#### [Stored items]
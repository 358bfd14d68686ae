//! Backend-facing query descriptions
//!
//! Every requested metric is rendered to one description string:
//! `(<param>, <param>) <aspect>, <aspect>`. Either half may be absent.

use crate::request::{MetricRequest, RequestModel};
use std::collections::{btree_map, BTreeMap};
use tracing::debug;

/// Metric name to query-description string, derived from a [`RequestModel`].
#[derive(Debug, Clone, Default, PartialEq, Eq)]
pub struct QueryModel {
    queries: BTreeMap<String, String>,
}

impl QueryModel {
    pub fn build(model: &RequestModel) -> Self {
        let queries: BTreeMap<String, String> = model
            .iter()
            .map(|request| (request.metric().to_string(), render(request)))
            .collect();
        debug!("Query model: {:?}", queries);
        Self { queries }
    }

    pub fn get(&self, metric: &str) -> Option<&str> {
        self.queries.get(metric).map(String::as_str)
    }

    pub fn iter(&self) -> btree_map::Iter<'_, String, String> {
        self.queries.iter()
    }

    pub fn len(&self) -> usize {
        self.queries.len()
    }

    pub fn is_empty(&self) -> bool {
        self.queries.is_empty()
    }
}

impl FromIterator<(String, String)> for QueryModel {
    fn from_iter<T: IntoIterator<Item = (String, String)>>(iter: T) -> Self {
        Self {
            queries: iter.into_iter().collect(),
        }
    }
}

/// Render one metric's description.
pub fn render(request: &MetricRequest) -> String {
    let params = request.function_params();
    let aspects = request.aspects();

    let mut text = String::new();
    if !params.is_empty() {
        text.push('(');
        text.push_str(&params.join(", "));
        text.push(')');
    }
    if !aspects.is_empty() {
        if !text.is_empty() {
            text.push(' ');
        }
        text.push_str(&aspects.join(", "));
    }
    text
}

/// A description string split back into its parts, as the backend reads it.
#[derive(Debug, Clone, Default, PartialEq, Eq)]
pub struct QueryDescription {
    pub params: Vec<String>,
    /// Empty means every aspect the metric offers.
    pub aspects: Vec<String>,
}

impl QueryDescription {
    /// Returns `None` for an unbalanced parameter list, like `(eth0 rx_bytes`.
    pub fn parse(text: &str) -> Option<Self> {
        let text = text.trim();
        let (params, rest) = match text.strip_prefix('(') {
            Some(inner) => {
                let close = inner.find(')')?;
                (split_list(&inner[..close]), &inner[close + 1..])
            }
            None => (Vec::new(), text),
        };

        Some(Self {
            params,
            aspects: split_list(rest),
        })
    }

    /// No aspect list, or `*` anywhere in it.
    pub fn wants_all(&self) -> bool {
        self.aspects.is_empty() || self.aspects.iter().any(|a| a == "*")
    }
}

fn split_list(text: &str) -> Vec<String> {
    text.split(',')
        .map(str::trim)
        .filter(|part| !part.is_empty())
        .map(str::to_string)
        .collect()
}
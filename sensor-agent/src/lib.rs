//! Sensor Agent - host telemetry publisher for edge devices
//!
//! Periodically samples host telemetry and publishes a flat JSON snapshot on
//! the `sensors` MQTT topic, tagged with a short device id:
//! - `request`: metric request mini-language parser
//! - `query`: backend query descriptions derived from a request
//! - `metrics`: sensor readings through `sysinfo`
//! - `collector`: flattening and publishing
//! - `connection`: bounded-retry bus connection
//! - `scheduler`: grace delay and fixed-interval publishing

pub mod bus;
pub mod collector;
pub mod config;
pub mod connection;
pub mod error;
pub mod metrics;
pub mod query;
pub mod request;
pub mod scheduler;

#[cfg(test)]
mod mock;

pub use collector::{flatten, Collector, OutgoingMessage};
pub use config::AgentConfig;
pub use connection::{ConnectionManager, ConnectionState};
pub use query::QueryModel;
pub use request::{ItemDelimiter, RequestModel};
pub use scheduler::{Schedule, Scheduler};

#### [What the task asks]
Repeat, without changes, every line from the one that contains "bounded-retry bus connection" through the final line of the data.

#### [Finished exercise]
//! - `connection`: bounded-retry bus connection
//! - `scheduler`: grace delay and fixed-interval publishing

pub mod bus;
pub mod collector;
pub mod config;
pub mod connection;
pub mod error;
pub mod metrics;
pub mod query;
pub mod request;
pub mod scheduler;

#[cfg(test)]
mod mock;

pub use collector::{flatten, Collector, OutgoingMessage};
pub use config::AgentConfig;
pub use connection::{ConnectionManager, ConnectionState};
pub use query::QueryModel;
pub use request::{ItemDelimiter, RequestModel};
pub use scheduler::{Schedule, Scheduler};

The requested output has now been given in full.